> Brief
In the data below, which lines hold "matches"? Copy every one.

> Materials provided

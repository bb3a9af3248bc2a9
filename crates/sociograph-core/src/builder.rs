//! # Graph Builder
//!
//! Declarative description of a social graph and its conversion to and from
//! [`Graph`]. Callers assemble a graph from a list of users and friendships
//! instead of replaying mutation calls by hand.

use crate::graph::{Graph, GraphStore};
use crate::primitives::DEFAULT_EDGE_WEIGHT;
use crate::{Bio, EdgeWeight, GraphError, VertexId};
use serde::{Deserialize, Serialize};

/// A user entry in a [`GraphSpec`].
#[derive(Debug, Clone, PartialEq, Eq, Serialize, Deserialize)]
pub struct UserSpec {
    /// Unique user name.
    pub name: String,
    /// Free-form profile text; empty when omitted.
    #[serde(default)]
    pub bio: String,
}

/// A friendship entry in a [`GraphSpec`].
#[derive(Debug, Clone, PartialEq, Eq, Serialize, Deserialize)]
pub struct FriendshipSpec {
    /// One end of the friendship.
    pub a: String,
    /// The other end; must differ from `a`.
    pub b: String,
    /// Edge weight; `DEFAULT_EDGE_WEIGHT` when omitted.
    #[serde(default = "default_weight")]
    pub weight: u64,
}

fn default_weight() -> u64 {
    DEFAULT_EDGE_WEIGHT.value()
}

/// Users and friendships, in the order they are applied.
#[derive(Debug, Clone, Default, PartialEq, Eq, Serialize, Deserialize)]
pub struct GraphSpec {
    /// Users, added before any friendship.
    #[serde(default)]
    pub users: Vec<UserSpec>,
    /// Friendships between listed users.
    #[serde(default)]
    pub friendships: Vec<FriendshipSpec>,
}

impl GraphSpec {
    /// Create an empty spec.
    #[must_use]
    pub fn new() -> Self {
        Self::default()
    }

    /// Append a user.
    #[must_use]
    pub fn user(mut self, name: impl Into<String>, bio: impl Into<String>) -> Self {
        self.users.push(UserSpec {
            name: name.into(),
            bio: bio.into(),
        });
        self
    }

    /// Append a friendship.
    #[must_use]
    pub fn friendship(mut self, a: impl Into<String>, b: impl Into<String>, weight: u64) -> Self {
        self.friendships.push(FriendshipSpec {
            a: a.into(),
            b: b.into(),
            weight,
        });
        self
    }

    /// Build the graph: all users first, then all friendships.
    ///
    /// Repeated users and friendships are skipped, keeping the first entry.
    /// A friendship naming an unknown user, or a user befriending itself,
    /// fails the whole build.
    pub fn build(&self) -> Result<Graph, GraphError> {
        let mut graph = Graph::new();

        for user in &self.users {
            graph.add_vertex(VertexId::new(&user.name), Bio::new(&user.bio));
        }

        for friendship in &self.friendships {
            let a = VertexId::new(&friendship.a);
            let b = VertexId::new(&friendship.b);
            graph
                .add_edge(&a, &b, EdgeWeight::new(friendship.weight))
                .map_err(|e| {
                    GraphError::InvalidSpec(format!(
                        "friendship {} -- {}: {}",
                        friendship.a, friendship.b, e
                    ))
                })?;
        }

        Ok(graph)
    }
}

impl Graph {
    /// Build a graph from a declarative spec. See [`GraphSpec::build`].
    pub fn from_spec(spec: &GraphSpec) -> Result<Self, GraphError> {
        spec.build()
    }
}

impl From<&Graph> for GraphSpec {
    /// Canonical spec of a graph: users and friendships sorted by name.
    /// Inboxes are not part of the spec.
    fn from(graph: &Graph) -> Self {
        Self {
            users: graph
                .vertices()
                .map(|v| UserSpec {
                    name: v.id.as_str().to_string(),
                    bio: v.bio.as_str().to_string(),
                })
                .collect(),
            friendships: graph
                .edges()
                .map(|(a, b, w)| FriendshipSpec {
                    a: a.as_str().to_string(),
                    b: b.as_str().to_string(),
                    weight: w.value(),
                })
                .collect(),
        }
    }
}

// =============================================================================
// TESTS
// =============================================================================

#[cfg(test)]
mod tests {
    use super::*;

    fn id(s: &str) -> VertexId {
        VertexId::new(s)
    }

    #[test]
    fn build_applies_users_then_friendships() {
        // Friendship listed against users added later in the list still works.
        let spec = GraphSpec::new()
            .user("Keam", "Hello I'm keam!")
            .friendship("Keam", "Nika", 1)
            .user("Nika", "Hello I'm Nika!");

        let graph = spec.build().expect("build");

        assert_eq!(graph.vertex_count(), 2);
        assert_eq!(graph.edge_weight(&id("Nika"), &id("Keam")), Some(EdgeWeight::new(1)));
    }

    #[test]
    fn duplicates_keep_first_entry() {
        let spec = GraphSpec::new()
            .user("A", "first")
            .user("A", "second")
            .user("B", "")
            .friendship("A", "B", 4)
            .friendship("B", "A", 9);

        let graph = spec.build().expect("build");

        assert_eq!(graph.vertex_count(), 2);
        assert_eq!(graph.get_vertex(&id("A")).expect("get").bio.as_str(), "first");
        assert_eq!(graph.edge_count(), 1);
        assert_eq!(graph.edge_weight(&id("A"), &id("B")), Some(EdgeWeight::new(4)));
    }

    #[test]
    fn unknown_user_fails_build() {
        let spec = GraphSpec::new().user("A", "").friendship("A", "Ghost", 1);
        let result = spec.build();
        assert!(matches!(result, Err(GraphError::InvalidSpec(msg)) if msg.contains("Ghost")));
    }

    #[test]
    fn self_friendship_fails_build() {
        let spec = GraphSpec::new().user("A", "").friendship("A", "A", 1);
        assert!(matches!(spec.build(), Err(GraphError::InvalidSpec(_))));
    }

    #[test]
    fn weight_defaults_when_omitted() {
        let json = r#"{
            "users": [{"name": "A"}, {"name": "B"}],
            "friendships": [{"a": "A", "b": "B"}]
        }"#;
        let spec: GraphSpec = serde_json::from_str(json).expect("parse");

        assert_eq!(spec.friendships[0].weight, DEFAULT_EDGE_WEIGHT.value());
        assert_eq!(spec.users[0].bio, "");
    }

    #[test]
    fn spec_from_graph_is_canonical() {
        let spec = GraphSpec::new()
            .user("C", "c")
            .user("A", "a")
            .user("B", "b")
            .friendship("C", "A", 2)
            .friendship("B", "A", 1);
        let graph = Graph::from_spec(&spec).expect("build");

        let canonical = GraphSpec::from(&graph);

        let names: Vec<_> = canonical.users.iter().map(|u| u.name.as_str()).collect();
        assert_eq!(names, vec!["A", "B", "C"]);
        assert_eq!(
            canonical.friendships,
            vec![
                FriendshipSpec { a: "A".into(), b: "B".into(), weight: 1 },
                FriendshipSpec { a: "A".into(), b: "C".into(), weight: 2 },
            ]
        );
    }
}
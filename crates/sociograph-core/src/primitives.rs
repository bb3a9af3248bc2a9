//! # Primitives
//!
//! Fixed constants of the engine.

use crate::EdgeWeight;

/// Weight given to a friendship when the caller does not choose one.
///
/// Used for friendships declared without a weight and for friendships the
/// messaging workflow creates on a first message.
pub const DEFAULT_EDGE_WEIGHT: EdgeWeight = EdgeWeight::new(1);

> Output for this exercise
        assert!(matches!(result, Err(GraphError::InvalidSpec(msg)) if msg.contains("Ghost")));
        assert!(matches!(spec.build(), Err(GraphError::InvalidSpec(_))));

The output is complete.